Briskly written soap with down-to-earth types, mostly without the lachrymose contrivances of Hannah’s previous titles...

Sisters in and out of love.

Meghann Dontess is a high-powered matrimonial lawyer in Seattle who prefers sex with strangers to emotional intimacy: a strategy bound to backfire sooner or later, warns her tough-talking shrink. It’s advice Meghann decides to ignore, along with the memories of her difficult childhood, neglectful mother, and younger sister.
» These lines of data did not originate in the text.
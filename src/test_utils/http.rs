use axum::{body::Body, response::Response};

#[track_caller]
pub(crate) fn assert_content_type(response: &Response<Body>, content_type: &str) {
    let content_type_header = response
        .headers()
        .get("content-type")
        .expect("content-type header missing");
    assert_eq!(content_type_header, content_type);
}

#[track_caller]
pub(crate) fn get_header(response: &Response<Body>, header_name: &str) -> String {
    let header_error_message = format!("Headers missing {header_name}");

    response
        .headers()
        .get(header_name)
        .expect(&header_error_message)
        .to_str()
        .expect("Could not convert to str")
        .to_string()
}

#[track_caller]
pub(crate) fn assert_hx_redirect(response: &Response<Body>, endpoint: &str) {
    assert_eq!(get_header(response, "hx-redirect"), endpoint);
}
Though she managed to reunite Claire with Sam Cavenaugh (her father but not Meghann’s) when her mother abandoned both girls long ago, Meghann still feels guilty that her sister’s life doesn’t measure up, at least on her terms. Never married, Claire ekes out a living running a country campground with her dad and is raising her six-year-old daughter on her own. When she falls in love for the first time with an up-and-coming country musician, Meghann is appalled: Bobby Austin is a three-time loser at marriage—how on earth can Claire be so blind? Bobby’s blunt explanation doesn’t exactly satisfy the concerned big sister, who busies herself planning Claire’s dream wedding anyway. And, to relieve the stress, she beds various guys she picks up in bars, including Dr. Joe Wyatt, a neurosurgeon turned homeless drifter after the demise of his beloved wife Diane (whom he euthanized). When Claire’s awful headache turns out to be a kind of brain tumor known among neurologists as a “terminator,” Joe rallies. Turns out that Claire had befriended his wife on her deathbed, and now in turn he must try to save her. Is it too late? Will Meghann find true love at last?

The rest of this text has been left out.